By Bernie Cahiles-Magkilat
The Philippines ranked 46th out of 63 countries in the 2019 World Competitiveness Yearbook (WCY), a four-place improvement from last year’s 50th. The country partially recovered this year after a nine-place drop in 2018.
Among Asia-Pacific economies, the Philippines ranked 13th out of 14 countries.
The WCY, which is being published by AIM Rizalino S. Navarro Policy Center for Competitiveness has been the Philippine partner institute of the IMD in producing the Yearbook since 1997, which evaluates competitiveness using 235 indicators spread across four factors: Economic Performance, Government Efficiency, Business Efficiency, and Infrastructure.
The Philippines saw an improvement in the ranking of all four factors. The Economic Performance showed the most improvement of 12 notches in 2019 — the largest increase among the four factors – from 50th to 38th.
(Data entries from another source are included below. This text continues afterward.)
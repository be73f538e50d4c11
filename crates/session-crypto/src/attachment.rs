//! Attachment encryption (Encrypt-then-MAC).
//!
//! Every attachment gets a fresh 64-byte key: the first half is the
//! AES-256-CBC key, the second half the HMAC-SHA256 key. The uploaded
//! blob is
//!
//! ```text
//! iv(16) ‖ AES-256-CBC(PKCS#7(plaintext)) ‖ HMAC-SHA256(iv ‖ ciphertext)
//! ```
//!
//! and its SHA-256 digest travels in the attachment pointer next to
//! the key, so the recipient can check the download before decrypting.

use aes::cipher::block_padding::Pkcs7;
use aes::cipher::{BlockDecryptMut, BlockEncryptMut, KeyIvInit};
use hmac::{Hmac, Mac};
use rand::rngs::OsRng;
use rand::RngCore;
use session_types::{Result, SessionError};
use sha2::{Digest, Sha256};
use zeroize::{Zeroize, ZeroizeOnDrop};

type Aes256CbcEnc = cbc::Encryptor<aes::Aes256>;
type Aes256CbcDec = cbc::Decryptor<aes::Aes256>;
type HmacSha256 = Hmac<Sha256>;

/// Combined AES + HMAC key length in bytes.
pub const ATTACHMENT_KEY_LEN: usize = 64;

/// CBC IV length in bytes.
pub const ATTACHMENT_IV_LEN: usize = 16;

/// HMAC-SHA256 tag length in bytes.
pub const ATTACHMENT_MAC_LEN: usize = 32;

/// Largest attachment the file server accepts.
pub const MAX_ATTACHMENT_SIZE: usize = 10_000_000;

/// Smallest padded attachment size.
const MIN_PADDED_SIZE: usize = 541;

// ---------------------------------------------------------------------------
// AttachmentKey
// ---------------------------------------------------------------------------

/// Per-attachment key material. Zeroized on drop.
#[derive(Clone, Zeroize, ZeroizeOnDrop)]
pub struct AttachmentKey([u8; ATTACHMENT_KEY_LEN]);

impl AttachmentKey {
    /// Draws a fresh key from OS entropy.
    pub fn generate() -> Self {
        let mut bytes = [0u8; ATTACHMENT_KEY_LEN];
        OsRng.fill_bytes(&mut bytes);
        Self(bytes)
    }

    /// Wraps the key carried in an attachment pointer.
    pub fn from_slice(bytes: &[u8]) -> Result<Self> {
        let array: [u8; ATTACHMENT_KEY_LEN] = bytes.try_into().map_err(|_| SessionError::CryptoError {
            reason: format!(
                "attachment key must be {ATTACHMENT_KEY_LEN} bytes, got {}",
                bytes.len()
            ),
        })?;
        Ok(Self(array))
    }

    pub fn as_bytes(&self) -> &[u8; ATTACHMENT_KEY_LEN] {
        &self.0
    }

    fn aes_key(&self) -> &[u8] {
        &self.0[..32]
    }

    fn mac_key(&self) -> &[u8] {
        &self.0[32..]
    }

    fn mac(&self) -> Result<HmacSha256> {
        HmacSha256::new_from_slice(self.mac_key()).map_err(|e| SessionError::CryptoError {
            reason: format!("HMAC-SHA256 key init failed: {e}"),
        })
    }
}

// ---------------------------------------------------------------------------
// Padding
// ---------------------------------------------------------------------------

/// Size an attachment of `len` bytes is padded to: the next power of
/// 1.05, at least 541 bytes, capped at [`MAX_ATTACHMENT_SIZE`] for
/// inputs that fit under it.
pub fn padded_size(len: usize) -> usize {
    let exponent = ((len.max(1) as f64).ln() / 1.05f64.ln()).ceil();
    let bucket = (1.05f64.powf(exponent).floor() as usize).max(len);
    let size = bucket.max(MIN_PADDED_SIZE);
    if size > MAX_ATTACHMENT_SIZE && len <= MAX_ATTACHMENT_SIZE {
        MAX_ATTACHMENT_SIZE
    } else {
        size
    }
}

/// Zero-fills `data` up to [`padded_size`] to hide its real length.
pub fn pad_attachment(data: &[u8]) -> Vec<u8> {
    let mut padded = data.to_vec();
    padded.resize(padded_size(data.len()), 0);
    padded
}

// ---------------------------------------------------------------------------
// Encrypt / Decrypt
// ---------------------------------------------------------------------------

/// Output of [`encrypt_attachment`]: the blob to upload plus the key
/// and digest to put in the attachment pointer.
pub struct EncryptedAttachment {
    pub ciphertext: Vec<u8>,
    pub digest: [u8; 32],
    pub key: AttachmentKey,
}

/// Encrypts `data` under a fresh key and IV, optionally padding it
/// first.
pub fn encrypt_attachment(data: &[u8], pad: bool) -> Result<EncryptedAttachment> {
    let key = AttachmentKey::generate();
    let mut iv = [0u8; ATTACHMENT_IV_LEN];
    OsRng.fill_bytes(&mut iv);

    let (ciphertext, digest) = if pad {
        encrypt_attachment_with(&pad_attachment(data), &key, &iv)?
    } else {
        encrypt_attachment_with(data, &key, &iv)?
    };
    Ok(EncryptedAttachment { ciphertext, digest, key })
}

/// Encrypts with explicit key material. Returns the blob and its
/// SHA-256 digest.
pub fn encrypt_attachment_with(
    plaintext: &[u8],
    key: &AttachmentKey,
    iv: &[u8; ATTACHMENT_IV_LEN],
) -> Result<(Vec<u8>, [u8; 32])> {
    let ciphertext = Aes256CbcEnc::new_from_slices(key.aes_key(), iv)
        .map_err(|e| SessionError::CryptoError {
            reason: format!("AES-CBC init failed: {e}"),
        })?
        .encrypt_padded_vec_mut::<Pkcs7>(plaintext);

    let mut blob = Vec::with_capacity(ATTACHMENT_IV_LEN + ciphertext.len() + ATTACHMENT_MAC_LEN);
    blob.extend_from_slice(iv);
    blob.extend_from_slice(&ciphertext);

    let mut mac = key.mac()?;
    mac.update(&blob);
    blob.extend_from_slice(&mac.finalize().into_bytes());

    let digest: [u8; 32] = Sha256::digest(&blob).into();
    Ok((blob, digest))
}

/// Verifies and decrypts a downloaded attachment.
///
/// `size` is the plaintext length announced in the pointer; padding
/// beyond it is cut off.
///
/// # Errors
///
/// Returns [`SessionError::CryptoError`] if:
/// - the key is not 64 bytes or the blob is shorter than `iv ‖ mac`,
/// - the HMAC or the SHA-256 digest does not match,
/// - PKCS#7 unpadding fails,
/// - `size` exceeds the decrypted length.
pub fn decrypt_attachment(data: &[u8], key: &[u8], digest: &[u8], size: Option<usize>) -> Result<Vec<u8>> {
    let key = AttachmentKey::from_slice(key)?;
    if data.len() < ATTACHMENT_IV_LEN + ATTACHMENT_MAC_LEN {
        return Err(SessionError::CryptoError {
            reason: format!("attachment too short: {} bytes", data.len()),
        });
    }

    let (authenticated, tag) = data.split_at(data.len() - ATTACHMENT_MAC_LEN);
    let mut mac = key.mac()?;
    mac.update(authenticated);
    mac.verify_slice(tag).map_err(|_| SessionError::CryptoError {
        reason: "bad attachment MAC".into(),
    })?;

    let computed = Sha256::digest(data);
    if computed.as_slice() != digest {
        return Err(SessionError::CryptoError {
            reason: "bad attachment digest".into(),
        });
    }

    let (iv, ciphertext) = authenticated.split_at(ATTACHMENT_IV_LEN);
    let mut plaintext = Aes256CbcDec::new_from_slices(key.aes_key(), iv)
        .map_err(|e| SessionError::CryptoError {
            reason: format!("AES-CBC init failed: {e}"),
        })?
        .decrypt_padded_vec_mut::<Pkcs7>(ciphertext)
        .map_err(|_| SessionError::CryptoError {
            reason: "attachment padding is invalid".into(),
        })?;

    if let Some(size) = size {
        if size > plaintext.len() {
            return Err(SessionError::CryptoError {
                reason: format!("attachment size {size} exceeds decrypted length {}", plaintext.len()),
            });
        }
        plaintext.truncate(size);
    }
    Ok(plaintext)
}

// ---------------------------------------------------------------------------
// Tests
// ---------------------------------------------------------------------------

#[cfg(test)]
mod tests {
    use super::*;

    type TestResult = std::result::Result<(), SessionError>;

    #[test]
    fn padded_size_buckets() {
        assert_eq!(padded_size(0), MIN_PADDED_SIZE);
        assert_eq!(padded_size(3), MIN_PADDED_SIZE);
        assert!(padded_size(1000) >= 1000);
        assert!(padded_size(1000) < 1050);
        assert_eq!(padded_size(MAX_ATTACHMENT_SIZE - 1), MAX_ATTACHMENT_SIZE);
    }

    #[test]
    fn padded_roundtrip() -> TestResult {
        let enc = encrypt_attachment(b"hello world", true)?;
        assert!(enc.ciphertext.len() > MIN_PADDED_SIZE);
        let plain = decrypt_attachment(&enc.ciphertext, enc.key.as_bytes(), &enc.digest, Some(11))?;
        assert_eq!(plain, b"hello world");
        Ok(())
    }

    #[test]
    fn unpadded_roundtrip_without_size() -> TestResult {
        let enc = encrypt_attachment(b"abc", false)?;
        assert_eq!(enc.ciphertext.len(), ATTACHMENT_IV_LEN + 16 + ATTACHMENT_MAC_LEN);
        let plain = decrypt_attachment(&enc.ciphertext, enc.key.as_bytes(), &enc.digest, None)?;
        assert_eq!(plain, b"abc");
        Ok(())
    }

    #[test]
    fn digest_covers_whole_blob() -> TestResult {
        let enc = encrypt_attachment(b"data", true)?;
        let expected: [u8; 32] = Sha256::digest(&enc.ciphertext).into();
        assert_eq!(enc.digest, expected);
        Ok(())
    }

    #[test]
    fn bad_digest_rejected() -> TestResult {
        let enc = encrypt_attachment(b"data", true)?;
        let mut digest = enc.digest;
        digest[0] ^= 0xFF;
        let err = decrypt_attachment(&enc.ciphertext, enc.key.as_bytes(), &digest, Some(4));
        assert!(matches!(err, Err(SessionError::CryptoError { reason }) if reason.contains("digest")));
        Ok(())
    }

    #[test]
    fn tampered_ciphertext_fails_mac() -> TestResult {
        let enc = encrypt_attachment(b"data", true)?;
        let mut blob = enc.ciphertext.clone();
        blob[ATTACHMENT_IV_LEN + 1] ^= 0x01;
        let digest: [u8; 32] = Sha256::digest(&blob).into();
        let err = decrypt_attachment(&blob, enc.key.as_bytes(), &digest, None);
        assert!(matches!(err, Err(SessionError::CryptoError { reason }) if reason.contains("MAC")));
        Ok(())
    }

    #[test]
    fn oversized_announced_length_rejected() -> TestResult {
        let enc = encrypt_attachment(b"abc", false)?;
        let err = decrypt_attachment(&enc.ciphertext, enc.key.as_bytes(), &enc.digest, Some(4));
        assert!(matches!(err, Err(SessionError::CryptoError { .. })));
        Ok(())
    }

    #[test]
    fn bad_key_and_short_blob_rejected() -> TestResult {
        let enc = encrypt_attachment(b"abc", false)?;
        assert!(decrypt_attachment(&enc.ciphertext, &[0u8; 32], &enc.digest, None).is_err());
        assert!(decrypt_attachment(&[0u8; 40], enc.key.as_bytes(), &enc.digest, None).is_err());
        Ok(())
    }
}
Government Efficiency rose from 44th to 41st; while Business Efficiency improved from 38th to 32nd.
Infrastructure, perennially the lowest-ranked factor for the Philippines, marginally improved from 60th to 59th.
The country partially recovered this year after a nine-place drop in 2018. Over the past five years, the Philippines placed 41st in 2015, 42nd in 2016, and 41st in 2017. Among the 14 Asia-Pacific countries in WCY, the Philippines ranked 13th, the same as in 2018. Its four-place improvement is the seventh largest in the WCY this year.
Overall, Singapore was the most competitive country after placing third last year. It took the place of the United States, which fell to third this year. Hong Kong remains second while Switzerland (fourth) and the United Arab Emirates (fifth) round up the top five. The remainder of the top ten, from sixth to tenth respectively, are Netherlands, Ireland, Denmark, Sweden, and Qatar. The bottom-ranked country is Venezuela (63rd), followed by Mongolia (62nd), Argentina (61st), Croatia (60th), and Brazil (59th).
Some of the country’s ASEAN competitors also improved their ranking, and by a larger margin than the Philippines. Thailand improved five places from 30th to 25th and Indonesia jumped 11 places from 43rd to 32nd. Malaysia kept its rank at 22nd.
The primary drivers of the strong improvement of Economic Performance are the Domestic Economy and Employment sub-factors. The former rose 12 places from 24th to 12th while the latter improved 11 places from 32nd to 21st.
Domestic Economy was backed by the robust real GDP growth and real GDP growth per capita, respectively fifth and eighth highest in this year’s WCY. Some GDP expenditure components under the Domestic Economy sub-factor have also contributed to the ranking improvement, particularly consumption, government expenditure, and investments.
Meanwhile, the Employment sub-factor benefited from the drop of the unemployment rate and robust employment growth. The International Investment sub-factor also rose in ranking from 48th to 42nd, driven mostly by investment flows abroad (investment of local companies abroad). This made up for the decrease in inward foreign direct investments.
Not all sub-factors of Economic Performance improved. International Trade declined two places from 52nd to 54th as the current account balance, roughly the difference between exports and imports, continues to deteriorate. The growth of exports also slowed down last year compared to the year prior. The country’s low ranking in balance of trade and exports of goods per capita also remain. The Prices sub-factor also dropped from 45th to 46th with inflation rate accelerating last year. The gasoline prices criterion also contributed to this.
Infrastructure sub-factor shows how important programs such as the ‘Build Build Build’ and Public-Private Partnerships are; but other sub-factors also show that the Philippines should invest on infrastructure that promotes education, health, and research and development. Although Technological Infrastructure is performing much better, the digital automation and the technological improvements characterizing the fourth industrial revolution may require the country to ramp up investments in digital infrastructure.
The WCY Executive Opinion Survey asked respondents to select five key attractiveness indicators for the country from a list of 15. For the Philippines, the most frequently identified indicator was the country’s skilled workforce as listed by 85 percent of respondents. This is followed by dynamism of the economy (73 percent), cost competitiveness (58 percent), open and positive attitudes (57 percent), and high education level (50 percent). The least-identified indicators were effective legal environment (four percent), competency of government (seven percent), policy stability and predictability (nine percent), competitive tax regime (nine percent), and strong R&D culture (nine percent).
These responses suggest that the overwhelming key attractiveness indicator of the Philippines is the quality of labor. The dynamic economy follows, and lower cost is also a key advantage. The responses can also help policy makers design programs that can help promote Philippine competitiveness.